What this task involves
Go through the entries below and collect each line with the string "builder" in it.

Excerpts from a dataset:
|---|

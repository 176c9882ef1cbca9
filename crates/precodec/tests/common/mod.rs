#![allow(dead_code)]

use precodec::{Codec, JsonReader, JsonWriter, StreamError};
use std::collections::BTreeMap;
use tracing_subscriber::filter::LevelFilter;

/// Route registry traces to the test harness output.
pub fn init_tracing() {
    let _ = tracing_subscriber::fmt()
        .with_test_writer()
        .with_max_level(LevelFilter::TRACE)
        .try_init();
}

#[derive(Clone, Codec, Debug, Default, PartialEq)]
pub struct Person {
    #[codec(alias = "n")]
    pub name: String,
    pub age: u32,
}

impl Person {
    pub fn new(name: &str, age: u32) -> Self {
        Self {
            name: name.to_string(),
            age,
        }
    }
}

#[derive(Clone, Codec, Debug, Default, PartialEq)]
pub struct Team {
    pub lead: Person,
    pub members: Vec<Person>,
    pub scores: BTreeMap<String, u32>,
}

#[derive(Clone, Codec, Debug, Default, PartialEq)]
pub struct Page<T> {
    pub items: Vec<T>,
    pub total: u64,
}

#[derive(Clone, Codec, Debug, Default, PartialEq)]
pub struct Node {
    pub value: i32,
    pub children: Vec<Node>,
}

#[derive(Clone, Codec, Debug, Default, PartialEq)]
pub struct Chain {
    pub value: u8,
    pub next: Option<Box<Chain>>,
}

/// Colour stored as a number, written as lowercase hex text.
pub mod hex {
    use super::{JsonReader, JsonWriter, StreamError};

    pub fn write(writer: &mut JsonWriter<'_>, value: &u32) -> Result<(), StreamError> {
        writer.string_value(&format!("{value:06x}"))
    }

    pub fn read(reader: &mut JsonReader<'_>) -> Result<u32, StreamError> {
        let text = reader.next_string()?;

        u32::from_str_radix(&text, 16).map_err(StreamError::custom)
    }
}

#[derive(Clone, Codec, Debug, Default, PartialEq)]
pub struct Profile {
    #[codec(rename = "displayName", alias = "display_name")]
    pub display_name: String,

    #[codec(with = "hex")]
    pub colour: u32,

    pub nickname: Option<String>,

    #[codec(skip)]
    pub views: u64,
}

/// No `Default`: only buildable through accumulated slots.
#[derive(Clone, Codec, Debug, PartialEq)]
#[codec(accumulate)]
pub struct Job {
    pub id: u64,
    #[codec(alias = "labels")]
    pub tags: Vec<String>,
    #[codec(skip)]
    pub attempts: u8,
}
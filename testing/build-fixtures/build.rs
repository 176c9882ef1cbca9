use precodec_build::schema::{
    SchemaError, field::FieldDef, identity::TypeIdentity, model::ModelDef,
};

fn models() -> Result<Vec<ModelDef>, SchemaError> {
    let address = ModelDef::builder(TypeIdentity::new("models", "Address"))
        .field(FieldDef::parse("street", "String")?)
        .field(FieldDef::parse("city", "String")?.alias("town"))
        .build()?;

    let customer = ModelDef::builder(TypeIdentity::new("models", "Customer"))
        .field(FieldDef::parse("id", "u64")?)
        .field(
            FieldDef::parse("full_name", "String")?
                .rename("fullName")
                .alias("name"),
        )
        .field(FieldDef::parse("address", "Address")?)
        .field(FieldDef::parse("tags", "Vec<String>")?)
        .field(FieldDef::parse("notes", "Option<String>")?)
        .skip("session")?
        .build()?;

    let envelope = ModelDef::builder(TypeIdentity::new("models", "Envelope"))
        .generics_str("<T>")?
        .field(FieldDef::parse("payload", "T")?)
        .field(FieldDef::parse("sent_at", "Duration")?.with_path("crate::millis")?)
        .build()?;

    let ledger = ModelDef::builder(TypeIdentity::new("models", "Ledger"))
        .field(FieldDef::parse("owner", "String")?)
        .field(FieldDef::parse("entries", "BTreeMap<String, i64>")?)
        .accumulate()
        .build()?;

    Ok(vec![address, customer, envelope, ledger])
}

fn main() -> Result<(), Box<dyn std::error::Error>> {
    precodec_build::build!(models()?)?;

    Ok(())
}
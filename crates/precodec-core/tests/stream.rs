use precodec_core::{
    error::StreamError,
    stream::{JsonReader, JsonWriter, Token},
};
use proptest::prelude::*;

fn write(f: impl FnOnce(&mut JsonWriter<'_>) -> Result<(), StreamError>) -> String {
    let mut buf = Vec::new();
    let mut writer = JsonWriter::new(&mut buf);
    f(&mut writer).unwrap();
    writer.finish().unwrap();

    String::from_utf8(buf).unwrap()
}

proptest! {
    #[test]
    fn strings_survive_the_stream(text in any::<String>()) {
        let json = write(|w| w.string_value(&text));
        let mut reader = JsonReader::new(&json);

        prop_assert_eq!(reader.next_string()?, text);
        reader.finish()?;
    }

    #[test]
    fn written_strings_are_valid_json(text in any::<String>()) {
        let json = write(|w| w.string_value(&text));

        prop_assert_eq!(serde_json::from_str::<String>(&json).unwrap(), text);
    }

    #[test]
    fn integers_survive_the_stream(signed in any::<i64>(), unsigned in any::<u64>()) {
        let json = write(|w| {
            w.begin_array()?;
            w.i64_value(signed)?;
            w.u64_value(unsigned)?;
            w.end_array()
        });
        let mut reader = JsonReader::new(&json);

        reader.begin_array()?;
        prop_assert_eq!(reader.next_i64()?, signed);
        prop_assert_eq!(reader.next_u64()?, unsigned);
        reader.end_array()?;
    }

    #[test]
    fn skipping_leaves_the_next_member_readable(depth in 0usize..32, tail in "[a-z]{1,8}") {
        let nested = format!("{}{}", "[{\"k\":".repeat(depth), "null")
            + &"}]".repeat(depth);
        let json = format!("{{\"skip\": {nested}, \"keep\": \"{tail}\"}}");
        let mut reader = JsonReader::new(&json);

        reader.begin_object()?;
        prop_assert_eq!(reader.next_name()?, "skip");
        reader.skip_value()?;
        prop_assert_eq!(reader.next_name()?, "keep");
        prop_assert_eq!(reader.next_string()?, tail);
        prop_assert_eq!(reader.peek()?, Token::EndObject);
    }
}
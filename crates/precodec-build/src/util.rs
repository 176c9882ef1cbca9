use proc_macro2::TokenStream;
use quote::quote;
use syn::WhereClause;

pub fn where_clause_with_bounds(
    where_clause: Option<&WhereClause>,
    bounds: &[TokenStream],
) -> TokenStream {
    if bounds.is_empty() {
        return where_clause.map_or_else(TokenStream::new, |wc| quote!(#wc));
    }

    let preds = where_clause.into_iter().flat_map(|wc| wc.predicates.iter());

    quote!(where #(#preds,)* #(#bounds),*)
}

/// Root of the runtime as seen from generated code.
pub fn runtime() -> TokenStream {
    quote!(::precodec::__internal::core)
}

///
/// TESTS
///

#[cfg(test)]
mod tests {
    use super::*;

    #[test]
    fn appends_to_existing_predicates() {
        let wc: WhereClause = syn::parse_quote!(where T: Clone);
        let out = where_clause_with_bounds(Some(&wc), &[quote!(T: 'static)]);

        assert_eq!(out.to_string(), quote!(where T: Clone, T: 'static).to_string());
    }

    #[test]
    fn no_bounds_keeps_clause() {
        assert!(where_clause_with_bounds(None, &[]).is_empty());
    }
}
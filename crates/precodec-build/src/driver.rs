//! Emission driver: renders model codecs to source units and hands them to
//! a sink.

use crate::{
    config::{BuildConfig, CONFIG_FILE, ConfigError},
    generate,
};
use precodec_schema::{SchemaError, model::ModelDef};
use std::{
    collections::BTreeMap,
    fmt::{self, Display},
    fs, io,
    path::{Path, PathBuf},
};
use thiserror::Error as ThisError;
use tracing::{debug, info};

const HEADER: &str = "// @generated by precodec-build. Do not edit.\n";

///
/// ProcessingError
///
/// Generation failure. The cause is carried unchanged; nothing is retried.
///

#[derive(Debug, ThisError)]
pub enum ProcessingError {
    #[error(transparent)]
    Config(#[from] ConfigError),

    #[error("environment variable {0} is not set; run from a build script")]
    Env(&'static str),

    #[error("failed to write {unit}: {source}")]
    Io {
        unit: String,
        #[source]
        source: io::Error,
    },

    #[error(transparent)]
    Schema(#[from] SchemaError),
}

///
/// SourceUnit
///
/// One generated file, addressed by namespace and file name.
///

#[derive(Clone, Debug, Eq, PartialEq)]
pub struct SourceUnit {
    pub namespace: String,
    pub file_name: String,
    pub contents: String,
}

impl SourceUnit {
    /// `namespace/segments/file_name`.
    #[must_use]
    pub fn relative_path(&self) -> PathBuf {
        self.namespace
            .split("::")
            .filter(|segment| !segment.is_empty())
            .chain(std::iter::once(self.file_name.as_str()))
            .collect()
    }
}

impl Display for SourceUnit {
    fn fmt(&self, f: &mut fmt::Formatter<'_>) -> fmt::Result {
        write!(f, "{}", self.relative_path().display())
    }
}

///
/// Sink
///
/// Output collaborator receiving rendered units.
///

pub trait Sink {
    fn write_unit(&mut self, unit: &SourceUnit) -> io::Result<()>;
}

///
/// OutDirSink
///
/// Writes each unit below `root`, creating namespace directories as needed.
///

#[derive(Clone, Debug)]
pub struct OutDirSink {
    root: PathBuf,
}

impl OutDirSink {
    pub fn new(root: impl Into<PathBuf>) -> Self {
        Self { root: root.into() }
    }

    #[must_use]
    pub fn root(&self) -> &Path {
        &self.root
    }
}

impl Sink for OutDirSink {
    fn write_unit(&mut self, unit: &SourceUnit) -> io::Result<()> {
        let path = self.root.join(unit.relative_path());
        if let Some(parent) = path.parent() {
            fs::create_dir_all(parent)?;
        }

        fs::write(path, &unit.contents)
    }
}

///
/// MemorySink
///

#[derive(Clone, Debug, Default)]
pub struct MemorySink {
    units: Vec<SourceUnit>,
}

impl MemorySink {
    #[must_use]
    pub fn new() -> Self {
        Self::default()
    }

    #[must_use]
    pub fn units(&self) -> &[SourceUnit] {
        &self.units
    }

    #[must_use]
    pub fn get(&self, namespace: &str, file_name: &str) -> Option<&SourceUnit> {
        self.units
            .iter()
            .find(|unit| unit.namespace == namespace && unit.file_name == file_name)
    }
}

impl Sink for MemorySink {
    fn write_unit(&mut self, unit: &SourceUnit) -> io::Result<()> {
        self.units.push(unit.clone());

        Ok(())
    }
}

///
/// Generator
///

pub struct Generator<S: Sink> {
    sink: S,
    config: BuildConfig,
}

impl<S: Sink> Generator<S> {
    pub fn new(sink: S) -> Self {
        Self::with_config(sink, BuildConfig::default())
    }

    pub const fn with_config(sink: S, config: BuildConfig) -> Self {
        Self { sink, config }
    }

    #[must_use]
    pub const fn config(&self) -> &BuildConfig {
        &self.config
    }

    #[must_use]
    pub const fn sink(&self) -> &S {
        &self.sink
    }

    pub fn into_sink(self) -> S {
        self.sink
    }

    /// Emit one model's codec as its own unit.
    pub fn emit(&mut self, model: &ModelDef) -> Result<SourceUnit, ProcessingError> {
        debug!(model = %model.identity, "emitting codec");

        let tokens = generate(model)?;
        let unit = SourceUnit {
            namespace: model.identity.namespace().to_string(),
            file_name: self.config.file_name(&model.identity),
            contents: self.render(&tokens.to_string()),
        };
        self.write(&unit)?;

        Ok(unit)
    }

    /// Emit every model in order, then one index unit per namespace.
    /// Stops at the first failure.
    pub fn generate(&mut self, models: &[ModelDef]) -> Result<(), ProcessingError> {
        let mut namespaces: BTreeMap<String, Vec<String>> = BTreeMap::new();

        for model in models {
            let unit = self.emit(model)?;
            namespaces
                .entry(unit.namespace)
                .or_default()
                .push(unit.file_name);
        }

        for (namespace, files) in namespaces {
            let includes = files
                .iter()
                .map(|file| format!("include!({file:?});\n"))
                .collect::<String>();
            let index = SourceUnit {
                namespace,
                file_name: self.config.index_file.clone(),
                contents: self.render(&includes),
            };
            self.write(&index)?;
        }

        Ok(())
    }

    fn render(&self, body: &str) -> String {
        if self.config.header {
            format!("{HEADER}{body}\n")
        } else {
            format!("{body}\n")
        }
    }

    fn write(&mut self, unit: &SourceUnit) -> Result<(), ProcessingError> {
        self.sink
            .write_unit(unit)
            .map_err(|source| ProcessingError::Io {
                unit: unit.to_string(),
                source,
            })?;
        info!(unit = %unit, "wrote source unit");

        Ok(())
    }
}

/// Build-script entry: load `precodec.toml` from the crate root if present
/// and write every model's codec below `OUT_DIR`.
pub fn run(models: &[ModelDef]) -> Result<(), ProcessingError> {
    let out_dir = std::env::var_os("OUT_DIR").ok_or(ProcessingError::Env("OUT_DIR"))?;
    let manifest_dir =
        std::env::var_os("CARGO_MANIFEST_DIR").ok_or(ProcessingError::Env("CARGO_MANIFEST_DIR"))?;
    let config = BuildConfig::load(&Path::new(&manifest_dir).join(CONFIG_FILE))?;

    info!(models = models.len(), out_dir = ?out_dir, "generating codecs");
    Generator::with_config(OutDirSink::new(out_dir), config).generate(models)
}

///
/// TESTS
///
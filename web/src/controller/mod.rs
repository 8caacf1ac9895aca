pub(crate) mod health_check_controller;
pub(crate) mod status_controller;
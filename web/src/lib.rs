use log::*;
use tokio::net::TcpListener;

pub use error::{Error, Result};
pub use service::AppState;

mod controller;
pub mod error;
mod router;
mod ws;

pub use router::define_routes;

/// Serve the HTTP API until the app state's shutdown token is cancelled.
pub async fn init_server(app_state: AppState) -> std::io::Result<()> {
    let listen_addr = app_state.config.listen_address();
    let shutdown = app_state.shutdown.clone();

    info!(
        "Server starting... listening for connections on http://{} ({} environment)",
        listen_addr, app_state.config.runtime_env
    );

    let listener = TcpListener::bind(&listen_addr).await?;
    let router = define_routes(app_state);

    axum::serve(listener, router)
        .with_graceful_shutdown(async move { shutdown.cancelled().await })
        .await?;

    info!("Server stopped");
    Ok(())
}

|---|

Result
    let address = ModelDef::builder(TypeIdentity::new("models", "Address"))
    let customer = ModelDef::builder(TypeIdentity::new("models", "Customer"))
    let envelope = ModelDef::builder(TypeIdentity::new("models", "Envelope"))
    let ledger = ModelDef::builder(TypeIdentity::new("models", "Ledger"))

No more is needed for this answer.